(Stored data)
══════════
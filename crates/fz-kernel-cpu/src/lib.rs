#![forbid(unsafe_code)]

use std::fmt;

use fz_core::{
    DType, DenseTensor, Device, MemoryFormat, RowMajorIndices, Storage, TensorMeta,
    TensorMetaError,
};

#[derive(Debug, Clone, PartialEq, Eq)]
pub enum KernelError {
    Meta(TensorMetaError),
    ShapeMismatch {
        lhs: Vec<usize>,
        rhs: Vec<usize>,
    },
    DTypeMismatch {
        lhs: DType,
        rhs: DType,
    },
    DeviceMismatch {
        lhs: Device,
        rhs: Device,
    },
    StorageTooSmall {
        needed: usize,
        available: usize,
    },
}

impl fmt::Display for KernelError {
    fn fmt(&self, f: &mut fmt::Formatter<'_>) -> fmt::Result {
        match self {
            Self::Meta(error) => write!(f, "tensor meta failure: {error}"),
            Self::ShapeMismatch { lhs, rhs } => {
                write!(f, "shape mismatch: lhs={lhs:?}, rhs={rhs:?}")
            }
            Self::DTypeMismatch { lhs, rhs } => {
                write!(f, "dtype mismatch: lhs={lhs:?}, rhs={rhs:?}")
            }
            Self::DeviceMismatch { lhs, rhs } => {
                write!(f, "device mismatch: lhs={lhs:?}, rhs={rhs:?}")
            }
            Self::StorageTooSmall { needed, available } => {
                write!(f, "storage too small: needed={needed}, available={available}")
            }
        }
    }
}

impl std::error::Error for KernelError {}

impl From<TensorMetaError> for KernelError {
    fn from(value: TensorMetaError) -> Self {
        Self::Meta(value)
    }
}

fn ensure_same_typed(lhs: &DenseTensor, rhs: &DenseTensor) -> Result<(), KernelError> {
    if lhs.meta().dtype() != rhs.meta().dtype() {
        return Err(KernelError::DTypeMismatch {
            lhs: lhs.meta().dtype(),
            rhs: rhs.meta().dtype(),
        });
    }
    if lhs.meta().device() != rhs.meta().device() {
        return Err(KernelError::DeviceMismatch {
            lhs: lhs.meta().device(),
            rhs: rhs.meta().device(),
        });
    }
    if lhs.meta().shape() != rhs.meta().shape() {
        return Err(KernelError::ShapeMismatch {
            lhs: lhs.meta().shape().to_vec(),
            rhs: rhs.meta().shape().to_vec(),
        });
    }
    Ok(())
}

fn elementwise<F>(lhs: &DenseTensor, rhs: &DenseTensor, op: F) -> Result<DenseTensor, KernelError>
where
    F: Fn(f64, f64) -> f64,
{
    ensure_same_typed(lhs, rhs)?;
    let left = lhs.contiguous_values()?;
    let right = rhs.contiguous_values()?;
    let out = left
        .iter()
        .zip(right.iter())
        .map(|(a, b)| op(*a, *b))
        .collect();
    Ok(DenseTensor::from_values(
        lhs.meta().shape().to_vec(),
        out,
        lhs.meta().dtype(),
        lhs.meta().device(),
    )?)
}

/// Pure elementwise addition; output gets fresh contiguous storage.
pub fn add(lhs: &DenseTensor, rhs: &DenseTensor) -> Result<DenseTensor, KernelError> {
    elementwise(lhs, rhs, |a, b| a + b)
}

/// Pure elementwise multiplication; output gets fresh contiguous storage.
pub fn mul(lhs: &DenseTensor, rhs: &DenseTensor) -> Result<DenseTensor, KernelError> {
    elementwise(lhs, rhs, |a, b| a * b)
}

/// Alias-free fill: same shape as the source, every element set to `value`,
/// fresh storage.
pub fn fill(src: &DenseTensor, value: f64) -> Result<DenseTensor, KernelError> {
    Ok(DenseTensor::from_values(
        src.meta().shape().to_vec(),
        vec![value; src.meta().numel()],
        src.meta().dtype(),
        src.meta().device(),
    )?)
}

/// Factory: contiguous tensor filled with a constant.
pub fn full(
    shape: Vec<usize>,
    fill_value: f64,
    dtype: DType,
    device: Device,
) -> Result<DenseTensor, KernelError> {
    let numel: usize = shape.iter().product();
    Ok(DenseTensor::from_values(
        shape,
        vec![fill_value; numel],
        dtype,
        device,
    )?)
}

fn ensure_span_fits(tensor: &DenseTensor, meta: &TensorMeta) -> Result<(), KernelError> {
    let needed = meta.required_span()?;
    let available = tensor.storage().len();
    if needed > available {
        return Err(KernelError::StorageTooSmall { needed, available });
    }
    Ok(())
}

/// Zero-copy strided view over the source's storage.
pub fn as_strided(
    src: &DenseTensor,
    shape: Vec<usize>,
    strides: Vec<usize>,
) -> Result<DenseTensor, KernelError> {
    let meta = TensorMeta::strided(
        shape,
        strides,
        src.meta().storage_offset(),
        src.meta().dtype(),
        src.meta().device(),
    )?;
    ensure_span_fits(src, &meta)?;
    Ok(src.view_with_meta(meta))
}

/// Alias-free variant of [`as_strided`]: same logical result, fresh storage.
pub fn as_strided_copy(
    src: &DenseTensor,
    shape: Vec<usize>,
    strides: Vec<usize>,
) -> Result<DenseTensor, KernelError> {
    let view = as_strided(src, shape.clone(), strides)?;
    Ok(DenseTensor::from_values(
        shape,
        view.contiguous_values()?,
        src.meta().dtype(),
        src.meta().device(),
    )?)
}

/// Writes `mutated_view` into a copy of `base` at the strided positions the
/// equivalent `as_strided(base, shape, strides)` view would read from.
/// `base` itself is untouched.
pub fn as_strided_scatter(
    base: &DenseTensor,
    mutated_view: &DenseTensor,
    shape: Vec<usize>,
    strides: Vec<usize>,
) -> Result<DenseTensor, KernelError> {
    if mutated_view.meta().shape() != shape.as_slice() {
        return Err(KernelError::ShapeMismatch {
            lhs: mutated_view.meta().shape().to_vec(),
            rhs: shape,
        });
    }
    let window = TensorMeta::strided(
        shape.clone(),
        strides,
        base.meta().storage_offset(),
        base.meta().dtype(),
        base.meta().device(),
    )?;
    ensure_span_fits(base, &window)?;

    let storage = Storage::from_cells(base.storage().snapshot(), base.meta().dtype().itemsize());
    let out = DenseTensor::from_parts(storage, base.meta().clone());
    for index in RowMajorIndices::new(&shape) {
        let linear = window.storage_index_for(&index)?;
        let value = mutated_view.element(&index)?;
        if !out.storage().write(linear, value) {
            return Err(KernelError::StorageTooSmall {
                needed: linear + 1,
                available: out.storage().len(),
            });
        }
    }
    Ok(out)
}

/// Storage-aware out-of-place resize: fresh contiguous tensor of `new_size`
/// whose leading row-major elements copy the source's, zero-filled past the
/// source's extent.
pub fn resize(
    src: &DenseTensor,
    new_size: &[usize],
    _memory_format: Option<MemoryFormat>,
) -> Result<DenseTensor, KernelError> {
    let numel: usize = new_size.iter().product();
    let source = src.contiguous_values()?;
    let mut values = vec![0.0; numel];
    let keep = numel.min(source.len());
    values[..keep].copy_from_slice(&source[..keep]);
    Ok(DenseTensor::from_values(
        new_size.to_vec(),
        values,
        src.meta().dtype(),
        src.meta().device(),
    )?)
}

/// In-place resize for tensors outside the functional regime. Shrinking
/// restrides over the existing allocation; growing swaps in new storage.
pub fn resize_in_place(
    tensor: &mut DenseTensor,
    new_size: &[usize],
    memory_format: Option<MemoryFormat>,
) -> Result<(), KernelError> {
    let meta = TensorMeta::contiguous(
        new_size.to_vec(),
        tensor.meta().dtype(),
        tensor.meta().device(),
    )
    .with_storage_offset(tensor.meta().storage_offset());
    let needed = meta.required_span()?;
    if needed <= tensor.storage().len() {
        let restrided = tensor.view_with_meta(meta);
        tensor.replace_with(&restrided);
        return Ok(());
    }
    let grown = resize(tensor, new_size, memory_format)?;
    tensor.replace_with(&grown);
    Ok(())
}

/// Conversion copy across dtype/device. Layout, pinning and memory-format
/// requests are accepted for schema compatibility but do not change the
/// contiguous output this backend produces.
pub fn to_copy(
    src: &DenseTensor,
    dtype: Option<DType>,
    device: Option<Device>,
    _pin_memory: Option<bool>,
    _non_blocking: bool,
    _memory_format: Option<MemoryFormat>,
) -> Result<DenseTensor, KernelError> {
    let out_dtype = dtype.unwrap_or(src.meta().dtype());
    let out_device = device.unwrap_or(src.meta().device());
    Ok(DenseTensor::from_values(
        src.meta().shape().to_vec(),
        src.contiguous_values()?,
        out_dtype,
        out_device,
    )?)
}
══════════
State the number of lines in the preceding data that contain the word "DeviceMismatch", and nothing besides.

3